**Activity**
Gather each line of the records where "chars" appears.

Saved data entries

============================================================

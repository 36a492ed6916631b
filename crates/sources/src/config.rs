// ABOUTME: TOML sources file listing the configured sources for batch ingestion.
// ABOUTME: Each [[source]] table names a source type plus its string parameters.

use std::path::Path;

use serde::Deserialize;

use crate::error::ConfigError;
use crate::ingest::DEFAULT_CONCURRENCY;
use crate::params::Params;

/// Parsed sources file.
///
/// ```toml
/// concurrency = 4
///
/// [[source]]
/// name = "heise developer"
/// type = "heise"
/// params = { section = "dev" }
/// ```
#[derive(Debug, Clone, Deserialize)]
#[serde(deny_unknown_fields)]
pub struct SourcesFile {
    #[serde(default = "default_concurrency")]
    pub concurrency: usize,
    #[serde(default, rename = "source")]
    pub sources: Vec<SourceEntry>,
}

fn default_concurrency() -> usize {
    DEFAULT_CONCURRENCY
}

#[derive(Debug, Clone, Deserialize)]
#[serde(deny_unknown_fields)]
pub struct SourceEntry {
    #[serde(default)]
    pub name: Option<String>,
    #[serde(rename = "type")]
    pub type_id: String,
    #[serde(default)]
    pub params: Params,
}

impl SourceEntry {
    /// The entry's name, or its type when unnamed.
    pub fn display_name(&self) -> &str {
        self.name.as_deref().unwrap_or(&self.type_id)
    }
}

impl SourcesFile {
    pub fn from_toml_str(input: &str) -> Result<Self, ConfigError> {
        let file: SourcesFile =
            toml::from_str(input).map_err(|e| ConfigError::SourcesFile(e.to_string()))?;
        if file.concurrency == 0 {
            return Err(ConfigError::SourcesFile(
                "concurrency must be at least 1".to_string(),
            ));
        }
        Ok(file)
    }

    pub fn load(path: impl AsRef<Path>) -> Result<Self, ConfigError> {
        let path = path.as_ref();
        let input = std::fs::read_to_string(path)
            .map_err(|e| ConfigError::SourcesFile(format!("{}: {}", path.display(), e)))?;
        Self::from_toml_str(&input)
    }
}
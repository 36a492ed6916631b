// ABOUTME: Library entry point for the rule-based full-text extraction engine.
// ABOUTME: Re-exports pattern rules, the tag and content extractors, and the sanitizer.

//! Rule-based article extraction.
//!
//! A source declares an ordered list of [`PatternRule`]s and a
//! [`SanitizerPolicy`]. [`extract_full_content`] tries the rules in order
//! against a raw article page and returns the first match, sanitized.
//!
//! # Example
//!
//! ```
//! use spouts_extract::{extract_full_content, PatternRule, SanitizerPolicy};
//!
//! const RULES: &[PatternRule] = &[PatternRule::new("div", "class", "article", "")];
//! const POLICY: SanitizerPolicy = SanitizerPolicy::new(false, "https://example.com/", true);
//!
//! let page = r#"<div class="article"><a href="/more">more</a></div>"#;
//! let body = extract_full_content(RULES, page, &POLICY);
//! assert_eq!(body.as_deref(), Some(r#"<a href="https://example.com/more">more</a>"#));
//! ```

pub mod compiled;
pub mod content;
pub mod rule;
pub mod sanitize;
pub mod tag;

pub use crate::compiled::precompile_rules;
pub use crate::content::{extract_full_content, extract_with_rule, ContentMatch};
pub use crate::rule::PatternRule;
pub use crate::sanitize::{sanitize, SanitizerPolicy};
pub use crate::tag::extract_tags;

============================================================

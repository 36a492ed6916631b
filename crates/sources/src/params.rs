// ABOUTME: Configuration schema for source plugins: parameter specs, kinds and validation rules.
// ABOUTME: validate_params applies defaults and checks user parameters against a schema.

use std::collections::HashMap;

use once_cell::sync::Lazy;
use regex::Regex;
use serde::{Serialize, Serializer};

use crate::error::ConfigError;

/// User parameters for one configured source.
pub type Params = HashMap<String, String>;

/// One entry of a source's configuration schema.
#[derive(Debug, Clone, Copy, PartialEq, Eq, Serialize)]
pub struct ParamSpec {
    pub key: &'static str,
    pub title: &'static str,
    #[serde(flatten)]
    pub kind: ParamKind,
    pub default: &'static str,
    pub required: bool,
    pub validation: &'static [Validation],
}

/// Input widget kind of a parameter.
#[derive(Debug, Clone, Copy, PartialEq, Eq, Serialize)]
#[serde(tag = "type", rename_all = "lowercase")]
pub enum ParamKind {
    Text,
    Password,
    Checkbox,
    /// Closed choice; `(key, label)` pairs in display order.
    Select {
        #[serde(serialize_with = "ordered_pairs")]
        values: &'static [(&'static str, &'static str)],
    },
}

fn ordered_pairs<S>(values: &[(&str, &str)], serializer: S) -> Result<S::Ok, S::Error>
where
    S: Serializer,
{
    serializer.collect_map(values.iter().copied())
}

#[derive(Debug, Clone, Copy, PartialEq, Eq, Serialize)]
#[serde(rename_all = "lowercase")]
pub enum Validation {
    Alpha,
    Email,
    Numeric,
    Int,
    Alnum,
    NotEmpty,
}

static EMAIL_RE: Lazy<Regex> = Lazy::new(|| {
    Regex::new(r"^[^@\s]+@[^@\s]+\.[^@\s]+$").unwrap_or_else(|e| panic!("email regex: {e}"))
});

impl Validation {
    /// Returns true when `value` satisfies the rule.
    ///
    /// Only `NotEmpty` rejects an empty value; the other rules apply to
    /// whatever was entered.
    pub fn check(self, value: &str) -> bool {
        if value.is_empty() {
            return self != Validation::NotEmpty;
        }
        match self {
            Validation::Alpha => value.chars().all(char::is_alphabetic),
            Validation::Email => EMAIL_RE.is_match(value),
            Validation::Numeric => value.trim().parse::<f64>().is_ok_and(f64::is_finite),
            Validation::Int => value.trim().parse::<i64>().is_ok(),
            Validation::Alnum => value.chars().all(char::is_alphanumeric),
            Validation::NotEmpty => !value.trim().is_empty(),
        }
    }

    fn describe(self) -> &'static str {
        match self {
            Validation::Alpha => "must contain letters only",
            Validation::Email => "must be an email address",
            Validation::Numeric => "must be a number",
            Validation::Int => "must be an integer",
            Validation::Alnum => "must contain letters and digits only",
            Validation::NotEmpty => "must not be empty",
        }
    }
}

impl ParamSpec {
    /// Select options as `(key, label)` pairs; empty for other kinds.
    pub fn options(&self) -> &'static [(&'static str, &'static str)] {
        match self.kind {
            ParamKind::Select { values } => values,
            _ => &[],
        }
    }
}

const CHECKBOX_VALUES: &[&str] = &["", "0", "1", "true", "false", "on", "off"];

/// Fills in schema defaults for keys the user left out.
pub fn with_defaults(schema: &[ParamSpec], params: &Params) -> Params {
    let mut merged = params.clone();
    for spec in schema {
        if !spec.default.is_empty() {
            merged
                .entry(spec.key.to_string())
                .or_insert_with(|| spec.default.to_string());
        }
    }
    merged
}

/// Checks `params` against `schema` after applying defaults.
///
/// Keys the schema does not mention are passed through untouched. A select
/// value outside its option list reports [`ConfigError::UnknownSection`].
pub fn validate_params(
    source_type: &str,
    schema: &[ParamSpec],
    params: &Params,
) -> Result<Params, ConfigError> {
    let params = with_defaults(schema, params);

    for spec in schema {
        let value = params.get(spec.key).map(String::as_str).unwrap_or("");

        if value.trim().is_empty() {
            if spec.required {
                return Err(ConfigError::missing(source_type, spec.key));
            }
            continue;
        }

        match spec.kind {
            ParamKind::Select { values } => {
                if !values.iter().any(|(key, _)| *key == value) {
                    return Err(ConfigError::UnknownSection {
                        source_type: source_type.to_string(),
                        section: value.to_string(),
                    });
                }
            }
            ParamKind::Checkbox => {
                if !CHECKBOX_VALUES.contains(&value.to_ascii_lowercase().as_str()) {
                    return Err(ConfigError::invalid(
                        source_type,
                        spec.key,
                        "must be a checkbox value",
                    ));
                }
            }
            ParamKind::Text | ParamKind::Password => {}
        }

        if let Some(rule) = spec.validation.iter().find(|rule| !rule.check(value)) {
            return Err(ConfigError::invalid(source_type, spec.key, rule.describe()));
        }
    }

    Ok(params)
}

============================================================

**Solved exercise**
            Validation::Alpha => value.chars().all(char::is_alphabetic),
            Validation::Alnum => value.chars().all(char::is_alphanumeric),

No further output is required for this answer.